Tax treaties are a ubiquitous feature in the landscape of international taxation, with several thousand bilateral instruments operating to regulate the taxing power of their signatories. However, in recent years, scholars have begun to challenge the century-old principles underlying the tax treaty. Some of these challenges concern the capacity of an institution formed in the aftermath of the First World War to handle our digital and much more globalized economy. Other challenges concern the role of the tax treaty in protecting the interests of wealthier countries.
The bulk of Professor Rebecca Kysar’s essay is dedicated to a critical examination of the tax treaty, as currently constituted. Tax treaties have been justified as tools for preventing double taxation, combatting tax evasion, inhibiting double non-taxation, encouraging foreign direct investment, respecting comity, providing certainty and predictability, institutionalizing non-discrimination, and binding governments to follow good tax policy even when confronted with the demands of political expediency. Professor Kysar addresses each of these issues in turn.

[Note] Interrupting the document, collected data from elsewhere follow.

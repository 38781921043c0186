//! In-process engine over [`SubsetCostTable`].

use super::{trace_cycle, CycleEngine};
use crate::error::Result;
use crate::graph::DistanceGraph;
use crate::table::SubsetCostTable;

/// Straightforward engine: build the typed table, close the loop, trace back
#[derive(Debug, Clone, Copy, Default)]
pub struct ReferenceEngine;

impl ReferenceEngine {
    pub fn new() -> Self {
        ReferenceEngine
    }
}

impl CycleEngine for ReferenceEngine {
    fn raw_cycle(&self, graph: &DistanceGraph) -> Result<Vec<usize>> {
        let table = SubsetCostTable::build(graph)?;
        let terminal = table.best_terminal(graph);
        if let Some((city, cost)) = terminal {
            log::debug!("Reference engine: closing through city {} (cost {})", city, cost);
        }

        Ok(trace_cycle(&table, graph.dimension(), terminal.map(|(city, _)| city)))
    }
}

She describes double taxation as a red herring and, drawing on the work of Professor Daniel Shaviro and others, argues that the important consideration is not the number of jurisdictions that impose tax, but rather the overall tax burden. According to this theory, it is only when the choice of investment venue does not affect the overall tax burden that global resources will be used efficiently. My own position is that neutralizing the effect of taxation on international investment, if it could be achieved, would in fact misallocate resources to the detriment of aggregate global welfare. Taxes and subsidies are the mechanisms whereby potential host countries signal to the market the expected costs and benefits of hosting foreign investment. The effect of the investment on the lives of residents of the host country is a crucial element in the global social welfare function. By not permitting tax differentials to play a role in international investment decisions, capital export neutrality would prevent the market from taking into account the impact of international investment on the welfare of the host country’s residents and would inhibit the directing of resources to their most efficient uses.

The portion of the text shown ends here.